A rewritten version by William Kindt appeared in 1904 under the title "Wabash Cannon Ball".

A more modern version of the chorus—these lyrics sung by Boxcar Willie—is:

Listen to the jingle, the rumble and the roar
As she glides along the woodland o'er the hills and by the shore
Hear the mighty rush of the engine hear the lonesome hobo's call
As you travel across the country on the Wabash Cannonball

===Namesakes===
Due to the song's popularity, the Wabash Railroad renamed its daytime express run between Detroit and St. Louis as the Wabash Cannon Ball in 1949. The train carried that name until its discontinuation in 1971 during the creation of Amtrak.

On October 26 and 27, 2013, Fort Wayne Railroad Historical Society's Nickel Plate Road 765, in conjunction with the Norfolk Southern Railway's "21st Century Steam" program, pulled a 225 mi round-trip excursion retracing the Cannon Ball's former route between Fort Wayne, Indiana, and Lafayette, Indiana.

A roller coaster named for the song at the now-defunct Opryland USA theme park in Nashville operated from 1975 to 1997. In 1998, after Opryland's closing, it was relocated to Old Indiana Fun-n-Water Park in Thorntown, Indiana. In 2003, it was moved into storage.

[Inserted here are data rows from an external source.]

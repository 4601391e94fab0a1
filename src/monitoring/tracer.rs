/*!
 * Tracing
 * Structured logging setup for the simulator binary
 *
 * Protocol output owns stdout, so every trace goes to stderr. Library code logs
 * through the `log` facade; the subscriber bridges those records.
 */

use crate::config::SimConfig;
use std::time::Instant;
use tracing::{debug, info, span, warn, Level};
use tracing_subscriber::{
    fmt::format::FmtSpan, layer::SubscriberExt, util::SubscriberInitExt, EnvFilter,
};

/// Initialize structured tracing
///
/// Environment variables:
/// - RUST_LOG: Set log level (default: info)
/// - MEMSIM_TRACE_JSON: Enable JSON output (read into `SimConfig::trace_json`)
pub fn init_tracing(config: &SimConfig) {
    let env_filter = EnvFilter::try_from_default_env().unwrap_or_else(|_| EnvFilter::new("info"));

    let registry = tracing_subscriber::registry().with(env_filter);

    if config.trace_json {
        registry
            .with(
                tracing_subscriber::fmt::layer()
                    .json()
                    .with_writer(std::io::stderr)
                    .with_target(true)
                    .with_line_number(true)
                    .with_file(true)
                    .with_current_span(true)
                    .with_span_list(true)
                    .with_span_events(FmtSpan::CLOSE),
            )
            .init();
        info!("Structured tracing initialized with JSON output");
    } else {
        registry
            .with(
                tracing_subscriber::fmt::layer()
                    .with_writer(std::io::stderr)
                    .with_target(true)
                    .with_span_events(FmtSpan::CLOSE)
                    .compact(),
            )
            .init();
        debug!("Structured tracing initialized");
    }
}

/// Span timing one top-level operation, reported when dropped
pub struct OperationSpan {
    span: tracing::Span,
    start: Instant,
}

impl OperationSpan {
    pub fn new(operation: &str) -> Self {
        let span = span!(
            Level::DEBUG,
            "operation",
            operation = operation,
            duration_ms = tracing::field::Empty,
            result = tracing::field::Empty,
        );

        Self {
            span,
            start: Instant::now(),
        }
    }

    /// Record the operation result
    pub fn record_result(&self, success: bool) {
        self.span
            .record("result", if success { "success" } else { "error" });
    }

    /// Enter the span context
    pub fn enter(&self) -> tracing::span::Entered<'_> {
        self.span.enter()
    }
}

impl Drop for OperationSpan {
    fn drop(&mut self) {
        let duration = self.start.elapsed();
        let _entered = self.span.enter();
        self.span.record("duration_ms", duration.as_millis() as u64);

        if duration.as_secs() >= 10 {
            warn!(duration_ms = duration.as_millis() as u64, slow = true, "slow operation");
        } else {
            debug!(duration_ms = duration.as_millis() as u64, "operation completed");
        }
    }
}

/// Helper to create an operation span
#[inline]
pub fn span_operation(name: &str) -> OperationSpan {
    OperationSpan::new(name)
}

===Use in collegiate sports===
"The Wabash Cannonball" (arranged by Joel Leach) is known as the unofficial "second" fight song of Kansas State University (KSU), having been played since the late 1960s. It was the only piece of sheet music rescued from the KSU music department in the Nichols Hall fire of 1968, and grew in popularity with students and fans. The Kansas State University Marching Band (KSUMB) says that "the Wabash Cannonball has come to represent the survival of the underdog in the hearts and minds of all true K-State fans, and has earned a secure place in the KSUMB's history and traditions." Currently, Kansas State is the prime contributing player of the song and most noted with Big 12 Conference fans and spectators.

The Longhorn Band at the University of Texas plays the song at the beginning of every fourth quarter during football season. The tradition began when Texas was in the Southwest Conference and Kansas State University was in the Big Eight Conference. Texas band director Vincent R. DiNino once asked football coach Darrell K Royal if he had any songs he would like to hear the Longhorn Band play. Royal's response was that they did not play enough country music and that he would like to hear Wabash Cannonball. The band rivalry developed during the years that both schools were members of the Big 12 Conference.

At Stephen F. Austin State University, the Twirl-O-Jacks traditionally perform to the tune as played by the Lumberjack Marching Band at the beginning of each football game. The band has also been known to play excerpts from the song during various sporting events.

==Other recordings==
Woody Guthrie, as the Dustbowl Balladeer, adapted the song for his "Grand Coulee Dam", one of several songs he wrote about the Grand Coulee Dam in Washington. He also composed another song, "Farmer-Labor Train", with the same melody. On August 29, 1942, he performed "The Farmer-Labor Train" on the AFL- and CIO-sponsored NBC radio show "Labor for Victory". In 1948, he transformed the "Wabash Cannonball" again into "The Wallace-Taylor Train" for the 1948 Progressive National Convention, which nominated former U.S. Vice President Henry A. Wallace for president. Alistair Cooke noted some verses:

Lumberjacks and teamsters,
And sailors from the sea,
And there's fighting boys from Texas
And the hills of Tennessee,
There's miners from Kentucky
And there's fishermen from Maine,
All a-ridin' with us
On this Wallace-Taylor train.

Baseball pitcher and sportscaster Dizzy Dean, while on the air during rain delays, was famous for off-key renditions of "Wabash Cannonball."